Start of DATA

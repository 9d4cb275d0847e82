//! Day listing: the entries of one calendar day.

use std::io::Write;

use anyhow::Result;
use chrono::{NaiveDate, NaiveDateTime};

use ttr_core::EntryRow;
use ttr_db::Database;

/// Formats one day's entries as a fixed-width sheet.
///
/// Open entries show a live elapsed value against `now`, marked with `+`
/// so they cannot be mistaken for closed totals.
pub fn format_day(date: NaiveDate, rows: &[EntryRow], now: NaiveDateTime) -> String {
    use std::fmt::Write;

    let mut output = String::new();
    writeln!(output, "ENTRIES: {date}").unwrap();

    if rows.is_empty() {
        writeln!(output).unwrap();
        writeln!(output, "No entries recorded on {date}.").unwrap();
        return output;
    }

    writeln!(output).unwrap();
    writeln!(
        output,
        "{:>4}  {:<22}  {:<2}  {:<8}  {:<8}  {:>7}",
        "ID", "Task", "W", "Start", "End", "Hours"
    )
    .unwrap();
    for row in rows {
        let flag = if row.important { "*" } else { "" };
        let start = row.entry.start_ts.format("%H:%M:%S").to_string();
        let end = row
            .entry
            .end_ts
            .map_or_else(|| "-".to_string(), |e| e.format("%H:%M:%S").to_string());
        let hours = if row.entry.is_open() {
            format!("{:.2}+", row.entry.display_hours(now))
        } else {
            format!("{:.2}", row.entry.duration_h)
        };
        writeln!(
            output,
            "{:>4}  {:<22}  {:<2}  {:<8}  {:<8}  {:>7}",
            row.entry.id, row.task_name, flag, start, end, hours
        )
        .unwrap();
    }
    output
}

/// Runs the day command.
pub fn run<W: Write>(
    writer: &mut W,
    db: &Database,
    date: NaiveDate,
    now: NaiveDateTime,
) -> Result<()> {
    let rows = db.list_entries_for_date(date)?;
    write!(writer, "{}", format_day(date, &rows, now))?;
    Ok(())
}

#[cfg(test)]
mod tests {
    use super::*;
    use chrono::NaiveDate;

    fn ts(h: u32, mi: u32) -> NaiveDateTime {
        NaiveDate::from_ymd_opt(2024, 2, 1)
            .unwrap()
            .and_hms_opt(h, mi, 0)
            .unwrap()
    }

    #[test]
    fn empty_day_prints_a_notice() {
        let date = NaiveDate::from_ymd_opt(2024, 2, 1).unwrap();
        let output = format_day(date, &[], ts(12, 0));
        insta::assert_snapshot!(output, @r"
        ENTRIES: 2024-02-01

        No entries recorded on 2024-02-01.
        ");
    }

    #[test]
    fn open_entries_are_marked() {
        let db = Database::open_in_memory().unwrap();
        let task = db.add_task("ongoing", None, false).unwrap();
        db.start_entry(task, ts(9, 0)).unwrap();

        let date = NaiveDate::from_ymd_opt(2024, 2, 1).unwrap();
        let rows = db.list_entries_for_date(date).unwrap();
        let output = format_day(date, &rows, ts(10, 30));

        assert!(output.contains("1.50+"), "live hours marked: {output}");
        assert!(output.contains('-'), "open entries have no end time");
    }

    #[test]
    fn closed_entries_show_their_interval() {
        let db = Database::open_in_memory().unwrap();
        let task = db.add_task("done", None, true).unwrap();
        let id = db.start_entry(task, ts(9, 0)).unwrap();
        db.stop_entry(id, ts(9, 45)).unwrap();

        let date = NaiveDate::from_ymd_opt(2024, 2, 1).unwrap();
        let rows = db.list_entries_for_date(date).unwrap();
        let output = format_day(date, &rows, ts(23, 0));

        assert!(output.contains("09:00:00"));
        assert!(output.contains("09:45:00"));
        assert!(output.contains("0.75"));
        assert!(output.contains('*'), "importance flag rendered");
    }
}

End of DATA

■ HOW TO COMPLETE THIS TASK
A complete answer lists each line of the data that holds the word "Database".

■ RESULT BELOW
use ttr_db::Database;
    db: &Database,
        let db = Database::open_in_memory().unwrap();
        let db = Database::open_in_memory().unwrap();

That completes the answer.